Increase Rates for Psychiatric Residential Treatment Facilities – sets a new minimum and maximum per day payment rate for psychiatric residential treatment facilities. The goal is to avoid hospitalization for children, and allow the vast majority of Virginia children to be placed with in-state providers, instead of being sent out of state due to cost limitations. The final amount is an improvement but still not what is needed to avoid out-of-state placements.

Continuation of 12.5 % Medicaid Payment Rate Increase for Most Home and Community Based Services –Continues the temporary 12.5% increase made in 2021 for most Medicaid home and community based providers

Medicaid Peer and Family Support Rate Increase – Doubles the Medicaid payment rates for certified peer recovery and family support services. Current rates are so low that few, if any, community services boards can afford to bill for reimbursement for these services.
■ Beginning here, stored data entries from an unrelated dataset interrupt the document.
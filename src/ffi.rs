//! C ABI for callers that hand the graph over as flat edge arrays.

use crate::algorithm::solver::{shortest_paths, SolveOptions};
use crate::graph::{EdgeSpec, GraphInput};

/// Status codes returned by [`bmssp_shortest_paths`]
pub const BMSSP_OK: i32 = 0;
pub const BMSSP_ERR_NULL_POINTER: i32 = -1;
pub const BMSSP_ERR_INVALID_GRAPH: i32 = -2;
pub const BMSSP_ERR_SOLVE: i32 = -3;

/// Computes single-source shortest paths over `m` edges given as parallel
/// `us`/`vs`/`ws` arrays.
///
/// `out_dist` must point at `n` doubles; unreachable vertices are written as
/// infinity. `out_pred` may be null, otherwise it must point at `n` signed
/// integers and receives `-1` for the source and unreachable vertices.
///
/// # Safety
///
/// The caller must uphold the pointer/length contracts above for the whole
/// call.
#[no_mangle]
pub unsafe extern "C" fn bmssp_shortest_paths(
    n: usize,
    m: usize,
    us: *const usize,
    vs: *const usize,
    ws: *const f64,
    directed: bool,
    source: usize,
    out_dist: *mut f64,
    out_pred: *mut i64,
) -> i32 {
    if out_dist.is_null() || (m > 0 && (us.is_null() || vs.is_null() || ws.is_null())) {
        return BMSSP_ERR_NULL_POINTER;
    }

    let edges = if m == 0 {
        Vec::new()
    } else {
        let us = std::slice::from_raw_parts(us, m);
        let vs = std::slice::from_raw_parts(vs, m);
        let ws = std::slice::from_raw_parts(ws, m);
        us.iter()
            .zip(vs)
            .zip(ws)
            .map(|((&u, &v), &w)| EdgeSpec { u, v, w })
            .collect()
    };

    let input = GraphInput::EdgeList { n, edges, directed };
    let graph = match input.build() {
        Ok(graph) => graph,
        Err(_) => return BMSSP_ERR_INVALID_GRAPH,
    };

    let options = SolveOptions {
        source,
        return_predecessors: !out_pred.is_null(),
        k_steps: None,
        pivot_factor: None,
    };
    let result = match shortest_paths(&graph, &options) {
        Ok(result) => result,
        Err(_) => return BMSSP_ERR_SOLVE,
    };

    let dist_out = std::slice::from_raw_parts_mut(out_dist, n);
    dist_out.copy_from_slice(&result.dist);
    if let (false, Some(pred)) = (out_pred.is_null(), result.pred) {
        let pred_out = std::slice::from_raw_parts_mut(out_pred, n);
        pred_out.copy_from_slice(&pred);
    }

    BMSSP_OK
}
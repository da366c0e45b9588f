pub mod min_heap;
pub mod partial_queue;

pub use min_heap::MinHeap;
pub use partial_queue::PartialSortQueue;
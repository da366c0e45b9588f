use chrono::{DateTime, Utc};
use serde::{Deserialize, Serialize};
use uuid::Uuid;

use crate::algorithm::solver::SolveOptions;
use crate::algorithm::traits::ShortestPathResult;
use crate::graph::CsrGraph;

/// A stored graph plus bookkeeping for one API session
#[derive(Debug, Clone)]
pub struct Session {
    pub id: Uuid,
    pub graph: CsrGraph,
    pub created_at: DateTime<Utc>,
}

impl Session {
    pub fn new(graph: CsrGraph) -> Self {
        Self {
            id: Uuid::new_v4(),
            graph,
            created_at: Utc::now(),
        }
    }

    pub fn info(&self) -> SessionInfo {
        SessionInfo {
            id: self.id,
            vertex_count: self.graph.vertex_count(),
            edge_count: self.graph.edge_count(),
            directed: self.graph.is_directed(),
            created_at: self.created_at,
        }
    }
}

/// Serializable summary of a session
#[derive(Debug, Clone, Serialize)]
pub struct SessionInfo {
    pub id: Uuid,
    pub vertex_count: usize,
    pub edge_count: usize,
    pub directed: bool,
    pub created_at: DateTime<Utc>,
}

/// Parameters for random graph generation
#[derive(Debug, Deserialize)]
pub struct GenerateRequest {
    pub graph_type: String,
    pub node_count: usize,
    #[serde(default = "default_edges_per_node")]
    pub edges_per_node: usize,
    #[serde(default)]
    pub seed: u64,
}

fn default_edges_per_node() -> usize {
    3
}

/// Parameters for a solve call
#[derive(Debug, Deserialize)]
pub struct SolveRequest {
    /// `"bmssp"` (default) or `"dijkstra"`
    #[serde(default)]
    pub algorithm: Option<String>,
    #[serde(flatten)]
    pub options: SolveOptions,
}

/// Response containing the computed distances
#[derive(Debug, Serialize)]
pub struct SolveResponse {
    pub session_id: Uuid,
    pub algorithm: String,
    pub source: usize,
    pub execution_time_ms: f64,
    /// `null` entries mark unreachable vertices
    pub dist: Vec<Option<f64>>,
    #[serde(skip_serializing_if = "Option::is_none")]
    pub pred: Option<Vec<i64>>,
}

impl SolveResponse {
    pub fn from_result(
        session_id: Uuid,
        algorithm: &str,
        result: ShortestPathResult,
        execution_time_ms: f64,
    ) -> Self {
        Self {
            session_id,
            algorithm: algorithm.to_string(),
            source: result.source,
            execution_time_ms,
            dist: result
                .dist
                .into_iter()
                .map(|d| d.is_finite().then_some(d))
                .collect(),
            pred: result.pred,
        }
    }
}

/// Response from running both algorithms on the same query
#[derive(Debug, Serialize)]
pub struct CompareResponse {
    pub session_id: Uuid,
    pub source: usize,
    pub bmssp_ms: f64,
    pub dijkstra_ms: f64,
    pub max_abs_diff: f64,
    pub agree: bool,
}

/// Error response for the API
#[derive(Debug, Serialize)]
pub struct ErrorResponse {
    pub error: String,
    pub message: String,
}
use std::collections::HashSet;

use crate::algorithm::relax::{relax_out_edges, SearchState};
use crate::algorithm::solver::SolveOptions;
use crate::algorithm::traits::{ShortestPathAlgorithm, ShortestPathResult};
use crate::data_structures::MinHeap;
use crate::graph::CsrGraph;
use crate::Result;

/// Classic binary-heap Dijkstra. Asymptotically slower than the bounded
/// recursion but simple enough to serve as the equivalence oracle in tests.
#[derive(Debug, Default)]
pub struct Dijkstra;

impl Dijkstra {
    /// Creates a new Dijkstra algorithm instance
    pub fn new() -> Self {
        Dijkstra
    }
}

impl ShortestPathAlgorithm for Dijkstra {
    fn name(&self) -> &'static str {
        "dijkstra"
    }

    fn solve(&self, graph: &CsrGraph, options: &SolveOptions) -> Result<ShortestPathResult> {
        options.validate(graph)?;

        let n = graph.vertex_count();
        let mut state = SearchState::new(n, options.source, options.return_predecessors);

        let mut heap = MinHeap::new();
        heap.push(options.source, 0.0);
        let mut settled: HashSet<usize> = HashSet::new();

        while let Some((u, du)) = heap.pop() {
            if du > state.dist[u] || !settled.insert(u) {
                continue;
            }
            relax_out_edges(graph, u, &mut state, false, None, |v, nd| {
                heap.push(v, nd);
            });
        }

        Ok(ShortestPathResult {
            source: options.source,
            dist: state.dist,
            pred: state.pred,
        })
    }
}
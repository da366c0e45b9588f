use std::collections::hash_map::Entry;
use std::collections::{HashMap, VecDeque};

/// The partial-sorting queue from Lemma 3.3 of the paper.
///
/// A multiset of `(vertex, value)` pairs kept only block-sorted: the block
/// sequence is ordered by approximate upper bound, and individual blocks are
/// sorted lazily when they overflow. The hot operation is [`pull`], which
/// removes roughly the `M` smallest pairs at once instead of popping a
/// single minimum, and reports the exact smallest value left behind so the
/// caller can classify later relaxations against it.
///
/// [`pull`]: PartialSortQueue::pull
#[derive(Debug)]
pub struct PartialSortQueue {
    /// Pull cap and soft block capacity `M`.
    block_cap: usize,
    /// Bound reported once the queue is drained.
    fallback_bound: f64,
    blocks: VecDeque<Vec<(usize, f64)>>,
    /// Stored pairs, duplicates included.
    len: usize,
}

impl PartialSortQueue {
    /// Creates a queue with pull cap `block_cap` and fallback bound
    /// `fallback_bound`
    pub fn new(block_cap: usize, fallback_bound: f64) -> Self {
        PartialSortQueue {
            block_cap: block_cap.max(1),
            fallback_bound,
            blocks: VecDeque::new(),
            len: 0,
        }
    }

    /// Returns the number of stored pairs (not distinct keys)
    pub fn len(&self) -> usize {
        self.len
    }

    /// Returns true if no pairs are stored
    pub fn is_empty(&self) -> bool {
        self.len == 0
    }

    /// Inserts a pair into the first block whose trailing value can absorb
    /// it, splitting the block at its median if it overflows.
    pub fn insert(&mut self, key: usize, val: f64) {
        let found = self.blocks.iter().position(|block| match block.last() {
            Some(&(_, last)) => last >= val,
            None => true,
        });
        let idx = match found {
            Some(idx) => idx,
            None => {
                self.blocks.push_back(Vec::new());
                self.blocks.len() - 1
            }
        };
        self.blocks[idx].push((key, val));
        self.len += 1;
        if self.blocks[idx].len() > self.block_cap {
            self.split_block(idx);
        }
    }

    /// Prepends a batch of pairs that the caller believes are all strictly
    /// smaller than anything stored. Violating pairs are re-routed through
    /// [`insert`](PartialSortQueue::insert) instead of corrupting the block
    /// order; the rest are chunked, sorted and pushed in front.
    pub fn batch_prepend(&mut self, pairs: Vec<(usize, f64)>) {
        if pairs.is_empty() {
            return;
        }
        let queue_min = self.min_value();
        let mut front = Vec::with_capacity(pairs.len());
        for (key, val) in pairs {
            match queue_min {
                Some(min) if val >= min => self.insert(key, val),
                _ => front.push((key, val)),
            }
        }
        if front.is_empty() {
            return;
        }
        front.sort_by(|a, b| a.1.total_cmp(&b.1));
        self.len += front.len();
        let chunk = self.block_cap.div_ceil(2).max(1);
        for piece in front.chunks(chunk).rev() {
            self.blocks.push_front(piece.to_vec());
        }
    }

    /// Removes up to `M` pairs with the smallest values.
    ///
    /// Returns the distinct keys among them (smallest value kept per key)
    /// and the exact minimum value still stored, or the fallback bound once
    /// the queue is empty. Every returned key was stored with a value at or
    /// below the returned bound; drained pairs that land above the remaining
    /// minimum are put back rather than returned, so the bound is a genuine
    /// separator between the pulled set and the rest.
    pub fn pull(&mut self) -> (Vec<usize>, f64) {
        if self.len == 0 {
            return (Vec::new(), self.fallback_bound);
        }

        let mut taken: Vec<(usize, f64)> = Vec::with_capacity(self.block_cap.min(self.len));
        while taken.len() < self.block_cap {
            let Some(block) = self.blocks.front_mut() else {
                break;
            };
            let need = self.block_cap - taken.len();
            if block.len() <= need {
                taken.append(block);
                self.blocks.pop_front();
            } else {
                taken.extend(block.drain(..need));
            }
        }
        self.len -= taken.len();

        let bound = self.min_value().unwrap_or(self.fallback_bound);

        let mut keys = Vec::with_capacity(taken.len());
        let mut best: HashMap<usize, f64> = HashMap::with_capacity(taken.len());
        for (key, val) in taken {
            if val > bound {
                self.insert(key, val);
                continue;
            }
            match best.entry(key) {
                Entry::Vacant(slot) => {
                    slot.insert(val);
                    keys.push(key);
                }
                Entry::Occupied(mut slot) => {
                    if val < *slot.get() {
                        slot.insert(val);
                    }
                }
            }
        }

        // Progress guarantee: a badly ordered front can leave nothing below
        // the separator. Hand back the true minimum pair instead of an
        // empty set so drain loops always advance.
        if keys.is_empty() && self.len > 0 {
            if let Some((key, _)) = self.take_min_pair() {
                let bound = self.min_value().unwrap_or(self.fallback_bound);
                return (vec![key], bound);
            }
        }

        (keys, bound)
    }

    fn take_min_pair(&mut self) -> Option<(usize, f64)> {
        let mut loc: Option<(usize, usize)> = None;
        let mut best = f64::INFINITY;
        for (bi, block) in self.blocks.iter().enumerate() {
            for (i, &(_, val)) in block.iter().enumerate() {
                if loc.is_none() || val < best {
                    best = val;
                    loc = Some((bi, i));
                }
            }
        }
        let (bi, i) = loc?;
        let pair = self.blocks[bi].remove(i);
        if self.blocks[bi].is_empty() {
            self.blocks.remove(bi);
        }
        self.len -= 1;
        Some(pair)
    }

    fn split_block(&mut self, idx: usize) {
        let block = &mut self.blocks[idx];
        block.sort_by(|a, b| a.1.total_cmp(&b.1));
        let upper = block.split_off(block.len() / 2);
        self.blocks.insert(idx + 1, upper);
    }

    fn min_value(&self) -> Option<f64> {
        self.blocks
            .iter()
            .flat_map(|block| block.iter().map(|&(_, val)| val))
            .min_by(f64::total_cmp)
    }
}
Increase the Mental Health Workforce Pipeline –$3 million for a mental health workforce pilot at colleges in Virginia to fund costs of clinical supervision for masters level students in social work and counseling to get licensed. It also expands mental health services to students on campus. The Virginia Health Care Foundation will consult with the State Council on Higher Education to implement the pilot.

Add 10 Psychiatric Residency Slots – Adds a total of $1.2 million each year to fund new psychiatric residency slots using Medicaid supplemental payments.

Behavioral Health Loan Repayment Program (language only) – Expands eligibility for the loan forgiveness program sites to include stand-alone inpatient psychiatric facilities that serve uninsured or underserved communities.

Forensic Discharge Planning (language only) – Allows more jails and community services boards to provide discharge planning for individuals with a serious mental illness prior to release from jail. Funding “may also be used for emergency client assistance resources.”

Local and Regional Jails – Provides 125 new behavioral health case manager positions across every local and regional jail, as well as 127 partially-funded medical and treatment positions in each year to be allocated according to Compensation Board staffing standards, effective August 1, 2022.